Health

The shocking effects that exercise has on the human brain

The shocking effects that exercise has on the human brain

"What if I told you that there is something you can do right now that would have an immediate positive effect on your brain, including focus and mood. What if I told you that this effect is long lasting and can protect your brain from diseases like depression or Alzheimer's. Would you do it? ”

These are the questions that Wendy A. Suzuki, Professor of Neural Science and Psychology at the Center for Neural Science at New York University, addresses to her audience.

The professor says that during the numerous job searches and researches, there was no more social life and no kind of physical activity. She gained about 11 kg. She only realized after a sporting trip that her condition was not good and decided not to be the most helpless person of the trip anymore. So, he decided to lose the extra pounds. He started trying out fitness, yoga, dance courses, etc. until he achieved his goal. But in addition to the smaller number of pounds, Wendy began to notice other changes in her work environment. She was more focused, remembered better, and therefore decided to find out what scientific research says about the connection between the brain and exercise and then study these connections herself. She found that exercise is the most important form of transformation a person can do for his brain.

Its conclusions are these:

- Exercise has short-term (immediate) and long-term effects (if exercise becomes part of your lifestyle):

Every workout has an immediate effect on our brain: better mood, better energy, better memory, better focus. These happen for several reasons:

# 1

It has a direct effect on the brain. A single exercise session will increase your levels of neurotransmitters, such as dopamine, serotonin and noradrenaline. This will make you feel better after your workout. The focus you gain from just one workout session will last for at least 2 hours.

# 2

Exercise also increases reaction time, which means you will catch the glass you see falling to the ground faster.

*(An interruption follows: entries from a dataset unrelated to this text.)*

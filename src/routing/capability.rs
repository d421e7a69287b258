//! Capabilities and request requirements.
//!
//! A [`Capability`] is a named operation a server can perform. The well-known
//! capabilities are enum variants so that routing tables are checked at
//! compile time; anything else is carried as [`Capability::Custom`].
//!
//! The static table in [`Capability::default_cache_ttl`] is the baseline
//! cache policy; the `cache.policies` config section overrides it.

use schemars::JsonSchema;
use serde::{Deserialize, Serialize};
use std::collections::HashSet;
use std::fmt;
use std::str::FromStr;

/// A named operation a backend server can perform.
#[derive(Debug, Clone, PartialEq, Eq, Hash, PartialOrd, Ord, Serialize, Deserialize)]
#[serde(try_from = "String", into = "String")]
pub enum Capability {
    /// Free-text or structured search.
    Search,
    /// Bulk data retrieval from a backing store.
    DataRetrieval,
    /// Analytical computation over supplied data.
    Analysis,
    /// Text or content generation.
    Generation,
    /// Vector embedding.
    Embedding,
    /// Document / report rendering.
    Reporting,
    /// Outbound notification (mail, chat, paging).
    Notification,
    /// Live data feeds. Never cached.
    RealTime,
    /// Any other capability, by name.
    Custom(String),
}

impl Capability {
    /// Canonical snake_case name.
    pub fn as_str(&self) -> &str {
        match self {
            Self::Search => "search",
            Self::DataRetrieval => "data_retrieval",
            Self::Analysis => "analysis",
            Self::Generation => "generation",
            Self::Embedding => "embedding",
            Self::Reporting => "reporting",
            Self::Notification => "notification",
            Self::RealTime => "real_time",
            Self::Custom(name) => name,
        }
    }

    /// Baseline cache TTL in seconds; `0` means never cache.
    ///
    /// Side-effecting and live capabilities are never cached.
    pub fn default_cache_ttl(&self) -> u64 {
        match self {
            Self::RealTime | Self::Notification => 0,
            Self::Search | Self::DataRetrieval => 300,
            Self::Analysis | Self::Reporting => 600,
            Self::Embedding => 3600,
            Self::Generation | Self::Custom(_) => 0,
        }
    }
}

impl fmt::Display for Capability {
    fn fmt(&self, f: &mut fmt::Formatter<'_>) -> fmt::Result {
        f.write_str(self.as_str())
    }
}

impl FromStr for Capability {
    type Err = String;

    fn from_str(s: &str) -> Result<Self, Self::Err> {
        let normalized = s.trim().to_lowercase().replace(|c: char| c == '-' || c == ' ', "_");
        if normalized.is_empty() {
            return Err("capability name must not be empty".to_string());
        }
        Ok(match normalized.as_str() {
            "search" => Self::Search,
            "data_retrieval" => Self::DataRetrieval,
            "analysis" => Self::Analysis,
            "generation" => Self::Generation,
            "embedding" => Self::Embedding,
            "reporting" => Self::Reporting,
            "notification" => Self::Notification,
            "real_time" | "realtime" => Self::RealTime,
            _ => Self::Custom(normalized),
        })
    }
}

impl TryFrom<String> for Capability {
    type Error = String;

    fn try_from(value: String) -> Result<Self, Self::Error> {
        value.parse()
    }
}

impl From<Capability> for String {
    fn from(value: Capability) -> Self {
        value.as_str().to_string()
    }
}

impl JsonSchema for Capability {
    fn schema_name() -> String {
        "Capability".to_string()
    }

    fn json_schema(gen: &mut schemars::gen::SchemaGenerator) -> schemars::schema::Schema {
        String::json_schema(gen)
    }
}

/// Soft preferences and hard limits attached to a request.
#[derive(Debug, Clone, Default, PartialEq)]
pub struct Constraints {
    /// Capabilities that raise a server's capability-match score if present.
    pub preferred: HashSet<Capability>,
    /// Servers costing more per request are filtered out.
    pub max_cost_per_request: Option<f64>,
    /// Servers with a slower mean response time are filtered out.
    pub max_response_ms: Option<f64>,
    /// Servers never to consider (used by failover to skip tried servers).
    pub excluded: HashSet<String>,
}

/// What a request needs from a server.
#[derive(Debug, Clone, PartialEq)]
pub struct Requirements {
    /// The capability being invoked.
    pub capability: Capability,
    /// Additional capabilities the server must also advertise.
    pub also_required: HashSet<Capability>,
    /// Soft preferences and hard limits.
    pub constraints: Constraints,
}

impl Requirements {
    /// Requirements for a single capability with no constraints.
    pub fn new(capability: Capability) -> Self {
        Self {
            capability,
            also_required: HashSet::new(),
            constraints: Constraints::default(),
        }
    }

    /// Require an additional capability.
    pub fn require(mut self, capability: Capability) -> Self {
        self.also_required.insert(capability);
        self
    }

    /// Prefer servers that also advertise `capability`.
    pub fn prefer(mut self, capability: Capability) -> Self {
        self.constraints.preferred.insert(capability);
        self
    }

    /// Filter out servers costing more than `max` per request.
    pub fn max_cost(mut self, max: f64) -> Self {
        self.constraints.max_cost_per_request = Some(max);
        self
    }

    /// Never consider `server_id`.
    pub fn exclude(mut self, server_id: impl Into<String>) -> Self {
        self.constraints.excluded.insert(server_id.into());
        self
    }

    /// Every capability the server must advertise.
    pub fn required_capabilities(&self) -> impl Iterator<Item = &Capability> {
        std::iter::once(&self.capability).chain(self.also_required.iter())
    }

    /// True when `capabilities` is a superset of the required set.
    pub fn is_satisfied_by(&self, capabilities: &HashSet<Capability>) -> bool {
        self.required_capabilities().all(|c| capabilities.contains(c))
    }
}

Këto janë vetëm efekte momentale, që vijnë direkt pas një ushtrimi, por provoni të ndryshoni regjimin tuaj dhe ta bëni këtë rregullisht. Këto efekte do të jenë afatgjata, pasi të ushtruarit ju ndryshon anatominë e trurit, fiziologjinë dhe funksionimin:

#1

Të ushtruarit prodhon qeliza të reja në hipokampus, duke rritur volumin e tij dhe duke përmirësuar kujtesën tuaj afatgjatë. Hipokampusi është strukturë kritike që tregon mundësinë e njeriut për të mbajtur kujtime afatgjata të fakteve dhe eventeve të ndryshme.

#2

Përmirësohet funksionimi i vëmendjes apo fokusit, që varet nga korteksi prefrontal, kritik per vendimmarjen, fokusin, vëmendjen dhe personalitetin e dikujt. 

#3

Gjendja e humorit përmirësohet edhe në nje nivel afatgjatë, pasi rritja e nivele të neurotransmetuesve rritet për një kohë më të gjatë.

#4

Protective effects of the brain: Think of the brain as a muscle. The stronger and larger the hippocampus and prefrontal cortex become, the better you will feel.

It is not said that everyone has to be an athlete to have these effects. 3-4 times a week for a minimum of 30 minutes, including performing aerobic exercises that increase your heart rate are enough. You do not even have to spend for the gym, just move. Add a walk around the neighborhood. See ladder - climb.